In Figure 4, “SCM-CNN”, “Pix2pix”, “CR-GAN”, and “SpA-GAN” are trained using the simulated dataset. The cloud removal effect of “SCM-CNN” is generally better than other methods, and “SpA-GAN” has an excellent cloud removal effect, and there is almost no color difference between slices. The cloud removal effect of “Dark Channel” is second only to “SpA-GAN”. Below that, the image changes with “Dark Channel” and “SpA-GAN”; although the clouds are removed, the overall amount of information changes significantly, and brighter objects such as roads and snow become uniform. Neither “Dark Channel” nor “SpA-GAN” can accurately obtain the cloud mask and cannot achieve post-filtering in thick cloud regions, seriously impacting its practical application.

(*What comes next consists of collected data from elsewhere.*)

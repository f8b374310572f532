//! Lifegrid engine binary.
//!
//! This is the main entry point that wires together the cell store, the
//! generation scheduler, snapshot persistence, and the HTTP API. It loads
//! configuration, restores the last saved generation, and steps the grid
//! until interrupted.
//!
//! # Startup Sequence
//!
//! 1. Load configuration from `lifegrid-config.yaml` (or `LIFEGRID_CONFIG`)
//! 2. Initialize structured logging (tracing)
//! 3. Restore the last snapshot, falling back to an empty grid
//! 4. Start the HTTP API server
//! 5. Run the scheduler until Ctrl-C
//! 6. Stop the HTTP server and save the final generation if configured

mod broadcast_callback;
mod error;

use std::path::PathBuf;
use std::sync::Arc;
use std::time::Duration;

use lifegrid_api::server::ServerConfig;
use lifegrid_api::state::AppState;
use lifegrid_core::config::LifegridConfig;
use lifegrid_core::persist;
use lifegrid_core::scheduler::Scheduler;
use lifegrid_core::step::StepEngine;
use lifegrid_core::store::CellStore;
use lifegrid_db::FileSnapshotStore;
use tokio::sync::oneshot;
use tracing::{info, warn};
use tracing_subscriber::EnvFilter;

use crate::broadcast_callback::BroadcastCallback;
use crate::error::EngineError;

/// Default configuration file, relative to the working directory.
const DEFAULT_CONFIG_PATH: &str = "lifegrid-config.yaml";

/// How long the HTTP server may take to drain after the scheduler stops.
const SERVER_DRAIN_TIMEOUT: Duration = Duration::from_secs(5);

/// Application entry point.
///
/// # Errors
///
/// Returns an error if configuration is invalid or the server cannot start.
#[tokio::main]
async fn main() -> Result<(), EngineError> {
    // 1. Load configuration (before logging, which it configures).
    let (config, config_source) = load_config()?;

    // 2. Initialize structured logging.
    tracing_subscriber::fmt()
        .with_env_filter(
            EnvFilter::try_from_default_env()
                .unwrap_or_else(|_| EnvFilter::new(&config.logging.level)),
        )
        .with_target(true)
        .init();

    info!("lifegrid-engine starting");
    info!(
        source = %config_source,
        bounds = config.grid.bounds,
        tick_interval_secs = config.scheduler.tick_interval_secs,
        snapshot_path = %config.persistence.snapshot_path.display(),
        "Configuration loaded"
    );

    // 3. Restore the last snapshot.
    let snapshots = Arc::new(FileSnapshotStore::new(&config.persistence.snapshot_path));
    let (grid, generation) = persist::restore(snapshots.as_ref()).await;
    info!(
        generation,
        tracked = grid.len(),
        alive = grid.alive_count(),
        "Grid restored"
    );
    let store = CellStore::from_grid(grid);

    // 4. Start the HTTP API server.
    let app_state = Arc::new(AppState::new(
        store.clone(),
        config.bounds_policy(),
        config.scheduler.tick_interval_secs,
        config.server.public_dir.clone(),
    ));
    let server_config = ServerConfig {
        host: config.server.host.clone(),
        port: config.server.port,
    };
    let (stop_server, server_stopped) = oneshot::channel::<()>();
    let server_handle = lifegrid_api::spawn_server(
        server_config,
        Arc::clone(&app_state),
        async move {
            // A dropped sender also means stop.
            let _ = server_stopped.await;
        },
    )?;

    // 5. Run the scheduler until Ctrl-C.
    let scheduler = Scheduler::new(
        store,
        StepEngine::new(config.bounds_policy()),
        Arc::clone(&snapshots),
        config.tick_interval(),
    )
    .starting_at(generation);
    let mut callback = BroadcastCallback::new(app_state);

    let steps = scheduler.run(&mut callback, shutdown_signal()).await;

    if stop_server.send(()).is_err() {
        warn!("HTTP server task already exited");
    }
    if tokio::time::timeout(SERVER_DRAIN_TIMEOUT, server_handle)
        .await
        .is_err()
    {
        warn!("HTTP server did not drain in time");
    }

    // 6. Save the final generation.
    if config.persistence.save_on_shutdown {
        match scheduler.save_now().await {
            Ok(()) => info!(generation = scheduler.generation(), "Final snapshot saved"),
            Err(e) => warn!(error = %e, "failed to save final snapshot"),
        }
    }

    info!(
        steps,
        generation = scheduler.generation(),
        "lifegrid-engine shutdown complete"
    );

    Ok(())
}

/// Load configuration from `LIFEGRID_CONFIG` or the default path.
///
/// A missing file is not an error: defaults (plus environment overrides)
/// are used. Returns the config and a description of where it came from.
fn load_config() -> Result<(LifegridConfig, String), EngineError> {
    let path = std::env::var_os("LIFEGRID_CONFIG")
        .map_or_else(|| PathBuf::from(DEFAULT_CONFIG_PATH), PathBuf::from);

    if path.exists() {
        let config = LifegridConfig::from_file(&path)?;
        Ok((config, path.display().to_string()))
    } else {
        let mut config = LifegridConfig::default();
        config.apply_env_overrides();
        config.validate()?;
        Ok((config, "defaults".to_owned()))
    }
}

/// Resolve when the process receives Ctrl-C.
async fn shutdown_signal() {
    if let Err(e) = tokio::signal::ctrl_c().await {
        warn!(error = %e, "failed to listen for Ctrl-C, running until killed");
        std::future::pending::<()>().await;
    }
    info!("Shutdown signal received");
}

In contrast, “SCM-CNN” can generate better cloud opacity information and removal results, and image colors remain pristine.

Due to differences in time, atmosphere, lighting, and other factors in each RS image, the hue and saturation of the image may vary significantly. Methods such as histogram matching can make image colors look similar, but they also reduce the realism of image elements. Therefore, considering the above factors, Table 1 only uses the “Cloud Image” as the noise image and the prediction result as the denoising result to measure the cloud removal effect of the image roughly with the PNSR function. However, the evaluation score is very different from human visual perception.

Figure 4 shows the usefulness of SCM-CNN for removing real RS image clouds, but evaluating the quality of RS image cloud removal results is challenging. Therefore, this work focuses on the validation of simulation data sets.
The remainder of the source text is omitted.